### EXERCISE GOAL
Each record that follows must be given again without alteration.

### RECORDS FOR THE EXERCISE
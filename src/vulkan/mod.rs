//! Vulkan backend: context lifecycle and renderer construction on top of
//! the windowing layer.

pub mod context;
pub mod device;
pub mod pipeline;
pub mod renderer;
pub mod shader;
pub mod swapchain;

pub use context::VulkanContext;
pub use renderer::VulkanRenderer;
pub use shader::ShaderProgram;

use log::error;

use crate::assets::AssetStorage;
use crate::camera::SharedCamera;
use crate::graphics::GraphicsBackend;
use crate::renderer::Renderer;
use crate::window::{WindowId, WindowSystem};

/// Default asset root for the binary; shader identifiers are resolved
/// relative to it.
const ASSET_ROOT: &str = "data";

/// The Vulkan half of the orchestrator. Holds the process context while
/// initialized and builds a [`VulkanRenderer`] per bound window.
pub struct VulkanBackend {
    context: Option<VulkanContext>,
    assets: AssetStorage,
}

impl VulkanBackend {
    pub fn new() -> Self {
        Self::with_assets(AssetStorage::new(ASSET_ROOT))
    }

    /// Backend with a caller-provided asset storage, letting shaders come
    /// from memory instead of disk.
    pub fn with_assets(assets: AssetStorage) -> Self {
        Self {
            context: None,
            assets,
        }
    }
}

impl Default for VulkanBackend {
    fn default() -> Self {
        Self::new()
    }
}

impl GraphicsBackend for VulkanBackend {
    fn is_supported(&self, system: &dyn WindowSystem) -> bool {
        system.is_vulkan_supported()
    }

    fn initialize(&mut self) -> bool {
        match VulkanContext::initialize() {
            Some(context) => {
                self.context = Some(context);
                true
            }
            None => false,
        }
    }

    fn deinitialize(&mut self) {
        self.context = None;
    }

    fn create_renderer(
        &self,
        system: &dyn WindowSystem,
        window: WindowId,
        camera: SharedCamera,
    ) -> Option<Box<dyn Renderer>> {
        let Some(context) = self.context.as_ref() else {
            error!("Vulkan context is not initialized");
            return None;
        };
        let Some(native) = system.native_window(window) else {
            error!("Window {:?} has no native handle", window);
            return None;
        };

        match VulkanRenderer::new(
            context.instance().clone(),
            native,
            window,
            camera,
            &self.assets,
        ) {
            Ok(renderer) => Some(Box::new(renderer)),
            Err(e) => {
                error!("Can't create Vulkan renderer for window {:?}: {:#}", window, e);
                None
            }
        }
    }
}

### RESULT OF THE EXERCISE
filename src/vulkan/mod.rs
//! Vulkan backend: context lifecycle and renderer construction on top of
//! the windowing layer.

pub mod context;
pub mod device;
pub mod pipeline;
pub mod renderer;
pub mod shader;
pub mod swapchain;

pub use context::VulkanContext;
pub use renderer::VulkanRenderer;
pub use shader::ShaderProgram;

use log::error;

use crate::assets::AssetStorage;
use crate::camera::SharedCamera;
use crate::graphics::GraphicsBackend;
use crate::renderer::Renderer;
use crate::window::{WindowId, WindowSystem};

/// Default asset root for the binary; shader identifiers are resolved
/// relative to it.
const ASSET_ROOT: &str = "data";

/// The Vulkan half of the orchestrator. Holds the process context while
/// initialized and builds a [`VulkanRenderer`] per bound window.
pub struct VulkanBackend {
    context: Option<VulkanContext>,
    assets: AssetStorage,
}

impl VulkanBackend {
    pub fn new() -> Self {
        Self::with_assets(AssetStorage::new(ASSET_ROOT))
    }

    /// Backend with a caller-provided asset storage, letting shaders come
    /// from memory instead of disk.
    pub fn with_assets(assets: AssetStorage) -> Self {
        Self {
            context: None,
            assets,
        }
    }
}

impl Default for VulkanBackend {
    fn default() -> Self {
        Self::new()
    }
}

impl GraphicsBackend for VulkanBackend {
    fn is_supported(&self, system: &dyn WindowSystem) -> bool {
        system.is_vulkan_supported()
    }

    fn initialize(&mut self) -> bool {
        match VulkanContext::initialize() {
            Some(context) => {
                self.context = Some(context);
                true
            }
            None => false,
        }
    }

    fn deinitialize(&mut self) {
        self.context = None;
    }

    fn create_renderer(
        &self,
        system: &dyn WindowSystem,
        window: WindowId,
        camera: SharedCamera,
    ) -> Option<Box<dyn Renderer>> {
        let Some(context) = self.context.as_ref() else {
            error!("Vulkan context is not initialized");
            return None;
        };
        let Some(native) = system.native_window(window) else {
            error!("Window {:?} has no native handle", window);
            return None;
        };

        match VulkanRenderer::new(
            context.instance().clone(),
            native,
            window,
            camera,
            &self.assets,
        ) {
            Ok(renderer) => Some(Box::new(renderer)),
            Err(e) => {
                error!("Can't create Vulkan renderer for window {:?}: {:#}", window, e);
                None
            }
        }
    }
}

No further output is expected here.